## Assignment:
In how many lines of these records does the word "MonitorRef" appear? Give the number by itself.

## Available data:
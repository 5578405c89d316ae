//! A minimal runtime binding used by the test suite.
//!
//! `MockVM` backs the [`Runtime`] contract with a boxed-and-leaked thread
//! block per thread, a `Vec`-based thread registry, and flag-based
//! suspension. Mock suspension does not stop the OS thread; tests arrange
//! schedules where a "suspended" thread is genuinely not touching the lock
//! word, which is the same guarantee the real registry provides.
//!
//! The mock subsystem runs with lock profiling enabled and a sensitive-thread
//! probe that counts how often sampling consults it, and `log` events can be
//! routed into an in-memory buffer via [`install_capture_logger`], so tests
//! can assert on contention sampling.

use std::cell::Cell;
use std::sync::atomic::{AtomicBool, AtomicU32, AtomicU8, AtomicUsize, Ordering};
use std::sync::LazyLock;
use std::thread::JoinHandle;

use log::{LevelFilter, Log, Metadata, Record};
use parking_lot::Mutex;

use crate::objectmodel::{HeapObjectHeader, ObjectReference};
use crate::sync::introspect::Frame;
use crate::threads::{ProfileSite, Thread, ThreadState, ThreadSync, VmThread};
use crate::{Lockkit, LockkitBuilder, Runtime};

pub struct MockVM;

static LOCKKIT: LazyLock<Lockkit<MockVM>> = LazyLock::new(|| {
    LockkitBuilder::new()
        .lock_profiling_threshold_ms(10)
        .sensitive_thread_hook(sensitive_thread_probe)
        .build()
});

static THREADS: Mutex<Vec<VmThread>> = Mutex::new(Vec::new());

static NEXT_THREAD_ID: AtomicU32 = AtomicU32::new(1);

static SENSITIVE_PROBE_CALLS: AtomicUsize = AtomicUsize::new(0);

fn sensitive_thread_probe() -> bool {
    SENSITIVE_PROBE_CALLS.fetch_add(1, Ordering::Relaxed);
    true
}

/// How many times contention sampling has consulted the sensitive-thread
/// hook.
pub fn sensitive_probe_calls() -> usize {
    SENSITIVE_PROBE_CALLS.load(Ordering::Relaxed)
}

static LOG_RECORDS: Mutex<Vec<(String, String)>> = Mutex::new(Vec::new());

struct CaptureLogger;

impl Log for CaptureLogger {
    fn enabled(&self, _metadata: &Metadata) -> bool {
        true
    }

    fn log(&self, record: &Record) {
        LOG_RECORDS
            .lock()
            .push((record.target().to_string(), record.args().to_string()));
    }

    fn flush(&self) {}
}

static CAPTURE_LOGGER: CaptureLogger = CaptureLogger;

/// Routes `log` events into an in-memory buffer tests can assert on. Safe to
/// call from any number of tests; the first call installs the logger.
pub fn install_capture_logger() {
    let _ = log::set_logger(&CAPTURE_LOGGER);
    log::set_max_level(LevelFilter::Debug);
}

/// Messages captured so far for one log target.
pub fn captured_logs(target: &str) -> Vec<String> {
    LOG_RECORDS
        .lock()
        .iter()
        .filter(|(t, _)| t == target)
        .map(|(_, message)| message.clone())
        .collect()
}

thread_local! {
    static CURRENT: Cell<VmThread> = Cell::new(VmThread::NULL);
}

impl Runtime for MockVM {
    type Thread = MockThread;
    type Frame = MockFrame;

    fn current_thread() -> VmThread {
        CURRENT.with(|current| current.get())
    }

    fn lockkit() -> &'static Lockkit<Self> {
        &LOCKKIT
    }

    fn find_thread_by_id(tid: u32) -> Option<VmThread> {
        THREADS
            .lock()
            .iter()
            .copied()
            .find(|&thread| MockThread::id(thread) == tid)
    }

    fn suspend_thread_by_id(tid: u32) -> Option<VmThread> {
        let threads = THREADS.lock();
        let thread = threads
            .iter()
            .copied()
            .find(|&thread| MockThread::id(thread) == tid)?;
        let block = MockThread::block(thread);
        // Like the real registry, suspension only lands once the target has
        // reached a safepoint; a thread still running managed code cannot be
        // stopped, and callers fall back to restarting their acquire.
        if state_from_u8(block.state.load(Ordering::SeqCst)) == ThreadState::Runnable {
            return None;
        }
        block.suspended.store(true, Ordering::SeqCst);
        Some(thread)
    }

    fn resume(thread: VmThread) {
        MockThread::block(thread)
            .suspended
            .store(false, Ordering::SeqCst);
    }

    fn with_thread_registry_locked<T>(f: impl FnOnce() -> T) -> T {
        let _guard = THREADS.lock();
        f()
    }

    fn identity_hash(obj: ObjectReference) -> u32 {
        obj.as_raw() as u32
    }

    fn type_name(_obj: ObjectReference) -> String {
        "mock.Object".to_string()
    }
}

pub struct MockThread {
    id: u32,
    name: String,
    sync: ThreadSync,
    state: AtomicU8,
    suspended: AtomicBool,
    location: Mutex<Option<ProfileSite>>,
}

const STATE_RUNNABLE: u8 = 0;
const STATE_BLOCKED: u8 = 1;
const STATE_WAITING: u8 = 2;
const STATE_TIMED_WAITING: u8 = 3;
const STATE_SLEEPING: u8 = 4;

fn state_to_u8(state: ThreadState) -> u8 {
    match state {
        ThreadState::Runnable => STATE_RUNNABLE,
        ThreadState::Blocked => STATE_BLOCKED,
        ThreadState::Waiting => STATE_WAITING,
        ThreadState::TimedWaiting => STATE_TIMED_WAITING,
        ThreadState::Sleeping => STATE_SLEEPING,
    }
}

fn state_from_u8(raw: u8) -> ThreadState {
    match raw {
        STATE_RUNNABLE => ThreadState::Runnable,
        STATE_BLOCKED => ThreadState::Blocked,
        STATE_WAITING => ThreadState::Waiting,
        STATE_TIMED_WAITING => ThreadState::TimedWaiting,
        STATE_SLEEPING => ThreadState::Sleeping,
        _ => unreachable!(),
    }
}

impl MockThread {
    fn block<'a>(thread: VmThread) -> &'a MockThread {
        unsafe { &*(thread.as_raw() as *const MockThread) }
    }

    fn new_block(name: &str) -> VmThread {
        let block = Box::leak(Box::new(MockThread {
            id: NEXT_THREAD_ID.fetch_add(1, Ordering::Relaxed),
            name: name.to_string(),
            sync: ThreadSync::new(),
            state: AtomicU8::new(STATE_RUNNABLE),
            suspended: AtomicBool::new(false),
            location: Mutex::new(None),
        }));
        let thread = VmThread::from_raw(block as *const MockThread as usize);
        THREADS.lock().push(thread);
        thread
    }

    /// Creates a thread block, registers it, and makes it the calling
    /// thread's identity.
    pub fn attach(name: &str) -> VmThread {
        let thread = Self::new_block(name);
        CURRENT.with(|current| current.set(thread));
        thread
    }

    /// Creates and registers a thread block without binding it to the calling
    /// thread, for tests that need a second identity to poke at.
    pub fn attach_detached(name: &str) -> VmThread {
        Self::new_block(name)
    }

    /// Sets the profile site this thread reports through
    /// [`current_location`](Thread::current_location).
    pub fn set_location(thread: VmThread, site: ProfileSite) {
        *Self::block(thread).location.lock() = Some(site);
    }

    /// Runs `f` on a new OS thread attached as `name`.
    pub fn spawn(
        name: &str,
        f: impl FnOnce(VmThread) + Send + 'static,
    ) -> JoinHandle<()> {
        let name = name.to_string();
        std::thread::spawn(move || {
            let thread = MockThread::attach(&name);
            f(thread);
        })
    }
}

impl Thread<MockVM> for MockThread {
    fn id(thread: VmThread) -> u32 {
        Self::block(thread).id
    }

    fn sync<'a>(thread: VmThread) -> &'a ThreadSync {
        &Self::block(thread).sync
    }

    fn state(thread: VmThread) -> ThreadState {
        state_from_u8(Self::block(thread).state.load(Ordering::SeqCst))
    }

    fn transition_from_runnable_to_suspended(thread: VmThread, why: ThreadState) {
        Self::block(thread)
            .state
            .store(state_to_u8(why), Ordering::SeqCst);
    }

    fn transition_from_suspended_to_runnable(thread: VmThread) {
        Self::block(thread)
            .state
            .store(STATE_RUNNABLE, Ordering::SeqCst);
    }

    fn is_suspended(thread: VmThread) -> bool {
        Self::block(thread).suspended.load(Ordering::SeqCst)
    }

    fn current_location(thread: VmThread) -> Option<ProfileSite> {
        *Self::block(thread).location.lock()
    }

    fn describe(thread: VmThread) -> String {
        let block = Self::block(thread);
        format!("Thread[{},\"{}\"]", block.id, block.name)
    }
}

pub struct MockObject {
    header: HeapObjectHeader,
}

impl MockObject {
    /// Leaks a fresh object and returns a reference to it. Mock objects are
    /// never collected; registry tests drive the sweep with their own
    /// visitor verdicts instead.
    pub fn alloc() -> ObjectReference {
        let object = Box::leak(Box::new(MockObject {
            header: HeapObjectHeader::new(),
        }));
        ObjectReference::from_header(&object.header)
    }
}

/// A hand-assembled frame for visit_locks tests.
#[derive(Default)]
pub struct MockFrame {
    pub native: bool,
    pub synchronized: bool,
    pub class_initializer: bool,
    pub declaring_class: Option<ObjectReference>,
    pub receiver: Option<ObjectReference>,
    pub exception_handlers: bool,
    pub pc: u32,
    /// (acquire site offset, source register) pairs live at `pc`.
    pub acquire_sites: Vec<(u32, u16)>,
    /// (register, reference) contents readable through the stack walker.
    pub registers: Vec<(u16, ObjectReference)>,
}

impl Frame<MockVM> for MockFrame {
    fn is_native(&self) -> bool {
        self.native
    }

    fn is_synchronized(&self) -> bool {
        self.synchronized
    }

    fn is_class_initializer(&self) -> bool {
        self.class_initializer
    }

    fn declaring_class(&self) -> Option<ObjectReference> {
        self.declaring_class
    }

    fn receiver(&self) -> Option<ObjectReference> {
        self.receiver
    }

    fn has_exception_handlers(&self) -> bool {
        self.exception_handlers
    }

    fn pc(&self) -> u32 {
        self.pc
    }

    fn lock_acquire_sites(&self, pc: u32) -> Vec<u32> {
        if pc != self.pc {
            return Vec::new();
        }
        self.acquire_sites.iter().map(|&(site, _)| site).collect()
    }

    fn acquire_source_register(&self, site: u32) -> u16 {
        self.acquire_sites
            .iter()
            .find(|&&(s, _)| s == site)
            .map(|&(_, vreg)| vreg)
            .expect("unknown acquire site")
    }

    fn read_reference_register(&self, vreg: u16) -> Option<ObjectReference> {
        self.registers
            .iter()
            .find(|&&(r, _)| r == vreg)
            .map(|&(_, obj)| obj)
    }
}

---

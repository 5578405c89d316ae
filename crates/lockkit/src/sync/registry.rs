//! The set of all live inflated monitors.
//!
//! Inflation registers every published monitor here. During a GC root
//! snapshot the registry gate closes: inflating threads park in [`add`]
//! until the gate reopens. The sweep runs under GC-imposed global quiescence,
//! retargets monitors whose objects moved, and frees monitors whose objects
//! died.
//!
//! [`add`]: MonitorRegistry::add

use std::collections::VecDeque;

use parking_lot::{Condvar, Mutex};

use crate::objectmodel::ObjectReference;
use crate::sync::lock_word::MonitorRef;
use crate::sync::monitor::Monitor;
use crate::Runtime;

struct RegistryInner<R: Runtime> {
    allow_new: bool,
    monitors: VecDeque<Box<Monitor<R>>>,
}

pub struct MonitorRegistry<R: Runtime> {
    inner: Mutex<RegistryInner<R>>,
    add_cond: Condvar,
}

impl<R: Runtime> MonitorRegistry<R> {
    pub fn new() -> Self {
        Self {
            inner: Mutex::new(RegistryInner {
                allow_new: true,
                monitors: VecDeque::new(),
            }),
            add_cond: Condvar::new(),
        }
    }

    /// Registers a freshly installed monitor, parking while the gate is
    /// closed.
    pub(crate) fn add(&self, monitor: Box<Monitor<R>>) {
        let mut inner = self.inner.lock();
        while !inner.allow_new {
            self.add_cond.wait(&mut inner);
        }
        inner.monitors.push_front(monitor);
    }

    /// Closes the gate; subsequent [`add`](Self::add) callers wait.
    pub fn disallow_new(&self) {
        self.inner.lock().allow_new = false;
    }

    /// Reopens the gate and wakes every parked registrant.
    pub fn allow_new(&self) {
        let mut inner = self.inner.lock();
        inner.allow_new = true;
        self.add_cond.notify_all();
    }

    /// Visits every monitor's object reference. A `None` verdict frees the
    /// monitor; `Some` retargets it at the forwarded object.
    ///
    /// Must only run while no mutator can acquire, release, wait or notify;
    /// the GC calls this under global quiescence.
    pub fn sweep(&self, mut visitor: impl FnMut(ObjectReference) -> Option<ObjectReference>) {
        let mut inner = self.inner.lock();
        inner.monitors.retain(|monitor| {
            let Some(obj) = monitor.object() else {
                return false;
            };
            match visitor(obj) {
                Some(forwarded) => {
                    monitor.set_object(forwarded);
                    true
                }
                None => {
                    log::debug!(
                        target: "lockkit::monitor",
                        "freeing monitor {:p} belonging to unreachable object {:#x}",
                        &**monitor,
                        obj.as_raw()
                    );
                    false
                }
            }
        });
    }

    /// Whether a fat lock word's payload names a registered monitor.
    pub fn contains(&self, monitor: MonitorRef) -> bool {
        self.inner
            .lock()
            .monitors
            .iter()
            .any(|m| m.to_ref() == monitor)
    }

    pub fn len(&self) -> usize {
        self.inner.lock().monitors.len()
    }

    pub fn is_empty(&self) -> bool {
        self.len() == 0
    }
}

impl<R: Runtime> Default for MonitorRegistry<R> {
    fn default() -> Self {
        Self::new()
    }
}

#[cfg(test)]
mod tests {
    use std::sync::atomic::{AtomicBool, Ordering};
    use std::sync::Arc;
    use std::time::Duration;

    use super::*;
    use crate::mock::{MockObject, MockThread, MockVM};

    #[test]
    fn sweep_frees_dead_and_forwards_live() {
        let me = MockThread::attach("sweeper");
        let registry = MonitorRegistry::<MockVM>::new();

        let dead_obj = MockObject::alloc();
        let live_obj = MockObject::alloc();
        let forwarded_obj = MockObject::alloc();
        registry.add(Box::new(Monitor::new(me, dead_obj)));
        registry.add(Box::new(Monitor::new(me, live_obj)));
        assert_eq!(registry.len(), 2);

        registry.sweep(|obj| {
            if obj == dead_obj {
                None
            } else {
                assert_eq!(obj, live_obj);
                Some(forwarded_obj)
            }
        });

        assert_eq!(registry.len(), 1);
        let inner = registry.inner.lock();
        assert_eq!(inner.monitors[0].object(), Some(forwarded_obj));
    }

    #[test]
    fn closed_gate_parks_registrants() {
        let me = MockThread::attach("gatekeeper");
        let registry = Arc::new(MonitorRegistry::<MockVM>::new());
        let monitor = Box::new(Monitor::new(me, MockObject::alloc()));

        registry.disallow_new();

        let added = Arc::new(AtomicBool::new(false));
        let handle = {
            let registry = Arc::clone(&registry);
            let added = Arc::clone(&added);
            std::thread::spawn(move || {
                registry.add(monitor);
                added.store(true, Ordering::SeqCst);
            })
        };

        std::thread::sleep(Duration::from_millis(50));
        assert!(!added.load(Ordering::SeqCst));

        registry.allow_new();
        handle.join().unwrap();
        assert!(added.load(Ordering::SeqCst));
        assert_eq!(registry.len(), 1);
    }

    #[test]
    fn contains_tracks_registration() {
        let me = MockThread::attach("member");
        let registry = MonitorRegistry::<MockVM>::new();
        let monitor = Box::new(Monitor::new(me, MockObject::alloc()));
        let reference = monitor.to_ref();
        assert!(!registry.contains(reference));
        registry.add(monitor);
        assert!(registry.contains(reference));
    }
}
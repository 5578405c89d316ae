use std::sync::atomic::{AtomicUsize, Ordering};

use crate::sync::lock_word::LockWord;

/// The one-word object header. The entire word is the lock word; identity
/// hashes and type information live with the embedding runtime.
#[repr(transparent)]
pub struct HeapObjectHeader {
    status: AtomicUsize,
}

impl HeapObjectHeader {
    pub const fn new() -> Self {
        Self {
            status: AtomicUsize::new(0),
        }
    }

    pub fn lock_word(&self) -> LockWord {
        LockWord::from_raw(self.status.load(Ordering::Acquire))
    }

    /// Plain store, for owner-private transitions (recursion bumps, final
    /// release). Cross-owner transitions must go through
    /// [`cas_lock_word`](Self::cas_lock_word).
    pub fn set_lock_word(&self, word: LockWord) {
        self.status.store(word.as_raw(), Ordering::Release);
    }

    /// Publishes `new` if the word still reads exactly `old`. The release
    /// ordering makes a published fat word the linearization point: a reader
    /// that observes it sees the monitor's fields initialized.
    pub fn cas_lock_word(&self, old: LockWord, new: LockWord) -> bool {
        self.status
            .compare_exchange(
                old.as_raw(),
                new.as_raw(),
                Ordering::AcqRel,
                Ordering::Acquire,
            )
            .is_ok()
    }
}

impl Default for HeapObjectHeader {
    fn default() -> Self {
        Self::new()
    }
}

## The completed task:
2